For the 2024 Indianapolis 500, Legge drove for Dale Coyne Racing with Rick Ware Racing. On bump day, she brushed the wall on her last lap, but kept her foot on the gas. During "Last Chance Qualifying," she was the fastest of the four drivers fighting for the final three spots in the race. Her 19-year-old rookie teammate Nolan Siegel was ultimately bumped from the field of 33, with 2022 Indy 500 winner Marcus Ericsson and Rahal qualifying in the remaining two spots after Legge's 31st position. Her race ended when she suffered an engine failure on lap 23. Legge returned to the team for the balance of the six oval races that season.

Legge entered the 2026 Indianapolis 500, driving the No. 11 Dallara DW12 for A.J. Foyt Racing. On Lap 18, Ryan Hunter-Reay spun in front of her, and with nowhere to go, the two collided ending each driver's day, and become the first two drivers to exit the race.

===IMSA SportsCar Championship===
In 2013, Legge left IndyCar to join the DeltaWing program in the United SportsCar Championship. Legge competed in the 2014 and 2015 seasons for DeltaWing.

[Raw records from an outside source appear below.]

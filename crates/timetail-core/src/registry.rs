//! Name-keyed table of supported log formats.
//!
//! Each [`FormatSpec`] pairs a regular expression that locates the timestamp
//! inside a raw line with the layout used to parse the located text, plus
//! the cutoff the scanner compares parsed timestamps against.
//!
//! The table is built once at startup: [`register`] yields the built-in
//! entries, [`merge`] folds in formats supplied by the config file, and
//! [`with_cutoff`] stamps every entry with the same `now - window` instant.

use std::collections::BTreeMap;
use std::fmt;
use std::time::Duration;

use chrono::format::ParseErrorKind;
use chrono::{DateTime, NaiveDate, NaiveDateTime, NaiveTime, TimeDelta, TimeZone, Utc};
use regex::Regex;
use tracing::debug;

use crate::clock::Clock;
use crate::error::TailError;

/// Layout keyword selecting RFC 3339 parsing (accepts both `Z` and `±hh:mm`).
pub const RFC3339_LAYOUT: &str = "rfc3339";

/// Registry keyed by format name, iterated in name order.
pub type FormatTable = BTreeMap<String, FormatSpec>;

/// How the text matched by a format's pattern becomes an instant.
#[derive(Debug, Clone, PartialEq, Eq)]
pub enum TimeLayout {
    /// RFC 3339 / ISO 8601 with an explicit offset.
    Rfc3339,
    /// A `chrono` strftime layout. Layouts without an offset are read as UTC.
    Strftime(String),
}

impl TimeLayout {
    /// Interpret a layout string from the registry or a config file.
    #[must_use]
    pub fn from_layout(layout: &str) -> Self {
        if layout.eq_ignore_ascii_case(RFC3339_LAYOUT) {
            Self::Rfc3339
        } else {
            Self::Strftime(layout.to_string())
        }
    }

    /// Parse `text` into an absolute instant.
    ///
    /// # Errors
    ///
    /// Returns the `chrono` parse error when `text` does not fit the layout,
    /// including out-of-range fields such as day 32.
    pub fn parse(&self, text: &str) -> Result<DateTime<Utc>, chrono::ParseError> {
        match self {
            Self::Rfc3339 => DateTime::parse_from_rfc3339(text).map(|ts| ts.with_timezone(&Utc)),
            Self::Strftime(layout) => parse_strftime(text, layout),
        }
    }
}

impl fmt::Display for TimeLayout {
    fn fmt(&self, f: &mut fmt::Formatter<'_>) -> fmt::Result {
        match self {
            Self::Rfc3339 => f.write_str(RFC3339_LAYOUT),
            Self::Strftime(layout) => f.write_str(layout),
        }
    }
}

// Offset-bearing layouts first; fall back to naive date-time, then date only.
fn parse_strftime(text: &str, layout: &str) -> Result<DateTime<Utc>, chrono::ParseError> {
    let err = match DateTime::parse_from_str(text, layout) {
        Ok(ts) => return Ok(ts.with_timezone(&Utc)),
        Err(err) if err.kind() == ParseErrorKind::NotEnough => err,
        Err(err) => return Err(err),
    };

    match NaiveDateTime::parse_from_str(text, layout) {
        Ok(naive) => return Ok(Utc.from_utc_datetime(&naive)),
        Err(naive_err) if naive_err.kind() != ParseErrorKind::NotEnough => return Err(naive_err),
        Err(_) => {}
    }

    NaiveDate::parse_from_str(text, layout)
        .map(|date| Utc.from_utc_datetime(&date.and_time(NaiveTime::default())))
        .map_err(|_| err)
}

/// One registered log format.
#[derive(Debug, Clone)]
pub struct FormatSpec {
    name: String,
    pattern: Regex,
    layout: TimeLayout,
    cutoff: DateTime<Utc>,
}

impl FormatSpec {
    /// Compile a format entry. The cutoff starts at the earliest
    /// representable instant until [`with_cutoff`] replaces it.
    ///
    /// # Errors
    ///
    /// Returns [`TailError::InvalidPattern`] if `pattern` does not compile.
    pub fn new(name: &str, pattern: &str, layout: &str) -> Result<Self, TailError> {
        let pattern = Regex::new(pattern).map_err(|source| TailError::InvalidPattern {
            name: name.to_string(),
            source,
        })?;

        Ok(Self {
            name: name.to_string(),
            pattern,
            layout: TimeLayout::from_layout(layout),
            cutoff: DateTime::<Utc>::MIN_UTC,
        })
    }

    #[must_use]
    pub fn name(&self) -> &str {
        &self.name
    }

    #[must_use]
    pub const fn pattern(&self) -> &Regex {
        &self.pattern
    }

    #[must_use]
    pub const fn layout(&self) -> &TimeLayout {
        &self.layout
    }

    /// Lines must be strictly newer than this instant to be kept.
    #[must_use]
    pub const fn cutoff(&self) -> DateTime<Utc> {
        self.cutoff
    }

    /// Locate the timestamp substring inside a raw line.
    #[must_use]
    pub fn find_timestamp<'a>(&self, line: &'a str) -> Option<&'a str> {
        self.pattern.find(line).map(|m| m.as_str())
    }

    /// Parse text previously located by [`FormatSpec::find_timestamp`].
    ///
    /// # Errors
    ///
    /// Propagates the layout's parse error.
    pub fn parse_timestamp(&self, text: &str) -> Result<DateTime<Utc>, chrono::ParseError> {
        self.layout.parse(text)
    }

    /// True when `ts` falls inside the trailing window.
    #[must_use]
    pub fn is_recent(&self, ts: DateTime<Utc>) -> bool {
        ts > self.cutoff
    }
}

/// The built-in format table.
///
/// # Panics
///
/// Panics only if a built-in pattern stops compiling, which the unit tests
/// rule out.
#[must_use]
pub fn register() -> FormatTable {
    const BUILTIN: [(&str, &str, &str); 2] = [
        (
            "nginx",
            r"\d{2}/[a-zA-Z]{3}/\d{4}:\d{2}:\d{2}:\d{2} [+-]\d{4}",
            "%d/%b/%Y:%H:%M:%S %z",
        ),
        (
            "iso8601",
            r"\d{4}-\d{2}-\d{2}T\d{2}:\d{2}:\d{2}(?:\.\d+)?(?:Z|[+-]\d{2}:\d{2})",
            RFC3339_LAYOUT,
        ),
    ];

    BUILTIN
        .iter()
        .map(|(name, pattern, layout)| {
            let spec = FormatSpec::new(name, pattern, layout).expect("built-in pattern compiles");
            ((*name).to_string(), spec)
        })
        .collect()
}

/// Fold extra formats into `table`. An entry whose name is already present
/// replaces the existing one.
#[must_use]
pub fn merge(mut table: FormatTable, extra: impl IntoIterator<Item = FormatSpec>) -> FormatTable {
    for spec in extra {
        if table.contains_key(spec.name()) {
            debug!(format = spec.name(), "config entry overrides built-in format");
        }
        table.insert(spec.name().to_string(), spec);
    }
    table
}

/// Compute `now - window` from a single clock reading.
///
/// A window reaching past the earliest representable instant keeps every
/// timestamped line.
#[must_use]
pub fn cutoff_for(window: Duration, clock: &dyn Clock) -> DateTime<Utc> {
    let now = clock.now();
    TimeDelta::from_std(window)
        .ok()
        .and_then(|delta| now.checked_sub_signed(delta))
        .unwrap_or(DateTime::<Utc>::MIN_UTC)
}

/// Return `table` with every entry's cutoff set to the same `now - window`.
#[must_use]
pub fn with_cutoff(table: FormatTable, window: Duration, clock: &dyn Clock) -> FormatTable {
    let cutoff = cutoff_for(window, clock);
    debug!(%cutoff, window_secs = window.as_secs(), "cutoff computed");

    table
        .into_iter()
        .map(|(name, spec)| (name, FormatSpec { cutoff, ..spec }))
        .collect()
}

/// Look up a format by name.
///
/// # Errors
///
/// Returns [`TailError::UnknownFormat`] listing the registered names when
/// `name` is absent.
pub fn lookup<'a>(table: &'a FormatTable, name: &str) -> Result<&'a FormatSpec, TailError> {
    table.get(name).ok_or_else(|| TailError::UnknownFormat {
        name: name.to_string(),
        available: table.keys().cloned().collect(),
    })
}
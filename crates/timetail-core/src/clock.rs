//! Wall-clock source used to compute the scan cutoff.
//!
//! The clock is read exactly once per invocation, when the cutoff is
//! attached to the registry. Nothing in the scanner queries it again.

use chrono::{DateTime, Utc};

/// Supplies the "current time" snapshot.
pub trait Clock {
    /// Current wall-clock time.
    fn now(&self) -> DateTime<Utc>;
}

/// Clock backed by the system time.
#[derive(Debug, Clone, Copy, Default)]
pub struct SystemClock;

impl Clock for SystemClock {
    fn now(&self) -> DateTime<Utc> {
        Utc::now()
    }
}

/// Clock frozen at a fixed instant; deterministic cutoffs for tests.
#[derive(Debug, Clone, Copy, PartialEq, Eq)]
pub struct FixedClock(pub DateTime<Utc>);

impl Clock for FixedClock {
    fn now(&self) -> DateTime<Utc> {
        self.0
    }
}
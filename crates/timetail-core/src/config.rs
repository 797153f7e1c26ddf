use serde::{Deserialize, Serialize};
use std::num::NonZeroUsize;
use std::path::{Path, PathBuf};

use crate::error::TailError;
use crate::registry::{self, FormatSpec, FormatTable};
use crate::scanner::{DEFAULT_CHUNK_SIZE, DEFAULT_MEM_CEILING, ScanOptions, StopPolicy};

#[derive(Debug, Clone, Default, Serialize, Deserialize)]
pub struct Config {
    #[serde(default)]
    pub scan: ScanConfig,
    #[serde(default)]
    pub formats: Vec<FormatEntry>,
}

#[derive(Debug, Clone, PartialEq, Eq, Serialize, Deserialize)]
pub struct ScanConfig {
    #[serde(default = "default_window_secs")]
    pub window_secs: u64,
    #[serde(default = "default_format")]
    pub format: String,
    #[serde(default = "default_chunk_size")]
    pub chunk_size: NonZeroUsize,
    #[serde(default = "default_mem_ceiling")]
    pub mem_ceiling: usize,
    #[serde(default)]
    pub stop_policy: StopPolicy,
}

impl Default for ScanConfig {
    fn default() -> Self {
        Self {
            window_secs: default_window_secs(),
            format: default_format(),
            chunk_size: default_chunk_size(),
            mem_ceiling: default_mem_ceiling(),
            stop_policy: StopPolicy::default(),
        }
    }
}

impl ScanConfig {
    #[must_use]
    pub const fn options(&self) -> ScanOptions {
        ScanOptions {
            chunk_size: self.chunk_size,
            mem_ceiling: self.mem_ceiling,
            stop_policy: self.stop_policy,
        }
    }
}

/// A user-supplied `(name, pattern, layout)` entry.
#[derive(Debug, Clone, PartialEq, Eq, Serialize, Deserialize)]
pub struct FormatEntry {
    pub name: String,
    pub pattern: String,
    pub layout: String,
}

impl Config {
    /// Built-in formats with this config's `[[formats]]` merged on top.
    ///
    /// # Errors
    ///
    /// Returns [`TailError::InvalidPattern`] for the first entry whose pattern
    /// does not compile.
    pub fn build_registry(&self) -> Result<FormatTable, TailError> {
        let extra = self
            .formats
            .iter()
            .map(|entry| FormatSpec::new(&entry.name, &entry.pattern, &entry.layout))
            .collect::<Result<Vec<_>, _>>()?;
        Ok(registry::merge(registry::register(), extra))
    }
}

/// `$XDG_CONFIG_HOME/timetail/config.toml`, when a config dir exists.
#[must_use]
pub fn default_config_path() -> Option<PathBuf> {
    dirs::config_dir().map(|dir| dir.join("timetail/config.toml"))
}

/// Load a config file. A missing file yields the defaults.
///
/// # Errors
///
/// Returns [`TailError::Config`] if the file exists but cannot be read or
/// parsed.
pub fn load_config(path: &Path) -> Result<Config, TailError> {
    if !path.exists() {
        return Ok(Config::default());
    }

    let content = std::fs::read_to_string(path).map_err(|err| TailError::Config {
        path: path.to_path_buf(),
        message: err.to_string(),
    })?;

    toml::from_str::<Config>(&content).map_err(|err| TailError::Config {
        path: path.to_path_buf(),
        message: err.to_string(),
    })
}

const fn default_window_secs() -> u64 {
    300
}

fn default_format() -> String {
    "nginx".to_string()
}

const fn default_chunk_size() -> NonZeroUsize {
    DEFAULT_CHUNK_SIZE
}

const fn default_mem_ceiling() -> usize {
    DEFAULT_MEM_CEILING
}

Legge joined Michael Shank Racing in 2017 to drive an Acura NSX GT3 at the IMSA SportsCar Championship.

In the 2019 24 Hours of Daytona, Legge raced as part of an all-female team alongside Simona de Silvestro, Christina Nielsen, and Ana Beatriz, having placed second in class the previous year. She was placed fifteenth in their class after Legge brushed a wall and damaged the car's suspension.

===Formula E===
In 2014, Legge signed for the Amlin Aguri team to compete in the inaugural season of the Formula E electric open-wheel series. She raced in the first two races before being dropped for Salvador Durán.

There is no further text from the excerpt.